THE ANATOMY OF THE INDIAN FOOD SECURITY CRISIS
Every time we keep leftovers of food on our plates, they should serve as bitter reminders of those who go hungry day after day, not only on the streets but also in their own homes. Availability of food for all is scarcely reliable in India. With her massive and ever-growing population, it is becoming increasingly problematic for India to produce food that is sufficient to feed the entire population. As the population of India is increasing, land is becoming a scarce resource as well. Plots of land available for agriculture are decreasing numerically. This implies that the rate of agricultural production needs to be higher per unit of land and per unit of water for irrigation.
Nearly 60% of the Indian population engages in agriculture as a means of livelihood. However, the percentage of farmers in the country is shrinking significantly every year. India produces nearly 100 million tonnes of rice per annum. Thus, one may infer that ample food is available to feed the entire population; however, it must be kept in mind that accessing the food becomes difficult. Most of those who go hungry in India do so not because of lack of edible resources in the country but because of lack of access to the same. This lack of access arises out of financial troubles. This is the cause of millions of malnourished children around India.
Since India is known for producing rice in bulk and exporting it to other countries, rice continues to be a staple food of millions in our country. This implies that the consumers have enough carbohydrates in their systems, and are able to maintain a nutritious and balanced diet. This links poverty to hunger and reveals how poverty leads to hunger. Eliminating hunger and malnutrition, and achieving wider national food security, are among the most intractable problems humanity faces. The absolute numbers of those subjected to underfeeding, malnutrition and undernourishment remain stubbornly and alarmingly high even now!
According to the FAO in “The State of Food Security and Nutrition in the World”, 2019 report, 194.4 million people were found to be undernourished in India. That is an astounding 14.5% of the entire Indian population. That also includes 51.4% of women aged between 14 or 15 and 49 who are anaemic. Food security essentially implies that everyone, at all times, should have physical, social and economic access to nutritious food that meets their dietary needs for a healthy lifestyle. The health of the citizens is the backbone of national prosperity and well-being. The health of any nation relies on the health of its citizens, and that is directly linked to food security for all.
A food crisis however occurs when the rates of hunger and malnutrition rise steeply, and this situation is the most likely for populations already suffering from prolonged hunger and malnutrition, or severe economic distress. An approximate of 300 million Indians go to bed without food every night and the numbers are increasing drastically. The Global Hunger Index 2018 ranks India at 103 out of 119 countries on the basis of three significant indicators: 27.9% of children under the age of 5 were stunted, 9.3% of children under the age of 5 were suffering from wasting, and the child mortality rate for children under the age of 5 was 4.2% of the undernourished in the population. These proportions of the population are still suffering in huge numbers.

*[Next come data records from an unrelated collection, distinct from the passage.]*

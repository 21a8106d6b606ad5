//! Ticker Service Binary
//!
//! Starts the live tick ingestion and subscription service.
//!
//! # Usage
//!
//! ```bash
//! cargo run --bin ticker-service
//! ```
//!
//! # Environment Variables
//!
//! ## Required
//! - `KITE_API_KEY`: venue API key
//!
//! ## Optional
//! - `TICKER_WS_URL`: ticker endpoint (default: wss://ws.kite.trade)
//! - `DATABASE_URL`: SQLite URL (default: sqlite://ticker.db?mode=rwc)
//! - `TICKER_HTTP_PORT`: API, health and metrics port (default: 3000)
//! - `TICKER_RECONNECT_DELAY_SECS`: delay before reconnecting (default: 5)
//! - `SLACK_WEBHOOK_URL`: operator alerts (default: disabled)
//! - `OTEL_ENABLED`: export spans over OTLP (default: false)
//! - `RUST_LOG`: log filter (default: info)

use std::sync::Arc;
use std::time::Duration;

use anyhow::Context;
use ticker_service::application::ports::{
    CredentialRepository, NoOpNotifier, Notifier, SubscriptionRepository, TransportFactory,
};
use ticker_service::infrastructure::http::{AppState, HttpServer};
use ticker_service::infrastructure::notify::SlackNotifier;
use ticker_service::infrastructure::persistence::SqlStore;
use ticker_service::infrastructure::telemetry;
use ticker_service::infrastructure::ticker::{WsTransportConfig, WsTransportFactory};
use ticker_service::{
    ServiceConfig, SessionConfig, SessionManager, TickCache, TickerService, init_metrics,
};
use tokio::signal;
use tokio::task::JoinHandle;
use tokio_util::sync::CancellationToken;

/// Upper bound on waiting for the HTTP server to drain.
const SHUTDOWN_TIMEOUT: Duration = Duration::from_secs(30);

#[tokio::main]
async fn main() -> anyhow::Result<()> {
    rustls::crypto::ring::default_provider()
        .install_default()
        .expect("Failed to install rustls crypto provider");

    load_dotenv();

    let _telemetry_guard = telemetry::init();

    tracing::info!("Starting ticker service");

    let _metrics_handle = init_metrics();

    let config = ServiceConfig::from_env().context("invalid configuration")?;
    log_config(&config);

    let shutdown_token = CancellationToken::new();

    let store = Arc::new(
        SqlStore::connect(&config.database.url, config.database.max_connections)
            .await
            .context("failed to open subscription store")?,
    );
    let subscriptions: Arc<dyn SubscriptionRepository> = store.clone();
    let credentials: Arc<dyn CredentialRepository> = store.clone();

    let cache = Arc::new(TickCache::new());

    let factory: Arc<dyn TransportFactory> = Arc::new(WsTransportFactory::new(
        WsTransportConfig::from_settings(config.api_key.clone(), &config.ticker),
    ));

    let notifier: Arc<dyn Notifier> = match &config.notifications.slack_webhook_url {
        Some(url) => Arc::new(SlackNotifier::new(url.clone()).context("failed to build Slack client")?),
        None => Arc::new(NoOpNotifier),
    };

    let session_config = SessionConfig {
        reconnect_delay: config.ticker.reconnect_delay,
        event_capacity: config.ticker.event_channel_capacity,
        ..SessionConfig::default()
    };
    let (session, session_task) = SessionManager::spawn(
        session_config,
        factory,
        Arc::clone(&subscriptions),
        Arc::clone(&cache),
        notifier,
        shutdown_token.clone(),
    );

    let service = Arc::new(TickerService::new(
        session.clone(),
        subscriptions,
        credentials,
        cache,
    ));

    match service.restore().await {
        Ok(true) => tracing::info!("Ticker resumed from stored credential"),
        Ok(false) => {}
        Err(e) => tracing::error!(error = %e, "Failed to restore ticker session"),
    }

    let http_server = HttpServer::new(
        config.server.http_port,
        Arc::new(AppState::new(service, env!("CARGO_PKG_VERSION"))),
        shutdown_token.clone(),
    );
    let http_task = tokio::spawn(async move {
        if let Err(e) = http_server.run().await {
            tracing::error!(error = %e, "HTTP server error");
        }
    });

    tracing::info!("Ticker service ready");

    await_shutdown().await;

    if let Err(e) = session.stop(true).await {
        tracing::warn!(error = %e, "Session manager already stopped");
    }
    shutdown_token.cancel();

    tracing::info!(
        timeout_secs = SHUTDOWN_TIMEOUT.as_secs(),
        "Graceful shutdown started"
    );
    if tokio::time::timeout(SHUTDOWN_TIMEOUT, async {
        join_task("http_server", http_task).await;
        join_task("session_manager", session_task).await;
    })
    .await
    .is_err()
    {
        tracing::warn!("Shutdown timed out");
    }

    store.close().await;
    tracing::info!("Ticker service stopped");
    Ok(())
}

/// Log the parsed configuration.
/// Await a spawned task, logging a panic or cancellation.
///
/// Returns whether the task ran to completion.
async fn join_task(name: &str, task: JoinHandle<()>) -> bool {
    match task.await {
        Ok(()) => true,
        Err(e) => {
            tracing::error!(task = name, error = %e, panicked = e.is_panic(), "Task failed");
            false
        }
    }
}

fn log_config(config: &ServiceConfig) {
    tracing::info!(
        http_port = config.server.http_port,
        database_url = %config.database.url,
        reconnect_delay_secs = config.ticker.reconnect_delay.as_secs(),
        connect_max_attempts = config.ticker.connect_max_attempts,
        slack_alerts = config.notifications.slack_webhook_url.is_some(),
        "Configuration loaded"
    );
    tracing::debug!(ws_url = %config.ticker.ws_url, "Ticker endpoint");
}

/// Load .env from the current directory or the nearest ancestor that has one.
fn load_dotenv() {
    if dotenvy::dotenv().is_ok() {
        return;
    }

    if let Ok(cwd) = std::env::current_dir() {
        for dir in cwd.ancestors().skip(1) {
            let env_path = dir.join(".env");
            if env_path.exists() {
                let _ = dotenvy::from_path(&env_path);
                return;
            }
        }
    }
}

/// Wait for SIGINT or SIGTERM.
#[allow(clippy::expect_used)]
async fn await_shutdown() {
    let ctrl_c = async {
        signal::ctrl_c()
            .await
            .expect("signal handler installation is critical for graceful shutdown");
    };

    #[cfg(unix)]
    let terminate = async {
        signal::unix::signal(signal::unix::SignalKind::terminate())
            .expect("SIGTERM handler installation is critical for graceful shutdown")
            .recv()
            .await;
    };

    #[cfg(not(unix))]
    let terminate = std::future::pending::<()>();

    tokio::select! {
        () = ctrl_c => {
            tracing::info!("Received Ctrl+C, initiating shutdown");
        }
        () = terminate => {
            tracing::info!("Received SIGTERM, initiating shutdown");
        }
    }
}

Research has revealed that an astounding one-third of the total global food production for human consumption is either lost out on or is wasted. Apart from the losses at harvest and post-harvest handlings, food is carelessly wasted during the distribution stage. The vast quantities of food that are wasted on the shelves and in the warehouses could be saved by timely withdrawal during the distribution stage, effective aggregation, and proper redirection to the people in dire need.
India needs to focus on technological solutions and concentrate on methods that will improve the availability and affordability of food items rich in beneficial fats and proteins. Farmers ought to utilise environment-friendly methods to produce food grains without the need for additional acres of land and water for irrigation. Renewable sources of energy such as biogas, methane and natural gas should be used for producing protein-rich cattle, fish, poultry, and so on.
The immediate need of the hour is a judicious amalgamation of policies, combining direct payments with provision of free food, in addition to providing employment under the MGNREGA (Mahatma Gandhi National Rural Employment Guarantee Act), to ensure physical and economic access of food to the three vulnerable sections of the society: the farmers, the agricultural labourers, and the seasonal migrants. These steps are extremely essential as these three down-trodden segments of society are the worst affected by the food crisis in India. The imperative of food security in India is now widely acknowledged. The year 2013 saw the passing of the NFSA (National Food Security Act) which was designed to be a comprehensive set of interventions that support food security and help individuals achieve better levels of health and nutrition. These steps need to be in tandem with continual efforts aimed at augmenting food production and food diversification by sustainable methods.
The challenges India faces provide important opportunities to reconfigure the existing food security and social security policies in more meaningful ways. Programs similar to the Green Revolution and the White Revolution should be implemented as they have proven to be successful in the past. Welfare schemes in India that promote food security and social security should be funded by the Government’s general taxation and implemented effectively. India has been fighting against poverty and hunger, and has been succumbing to the same, for thousands of years now.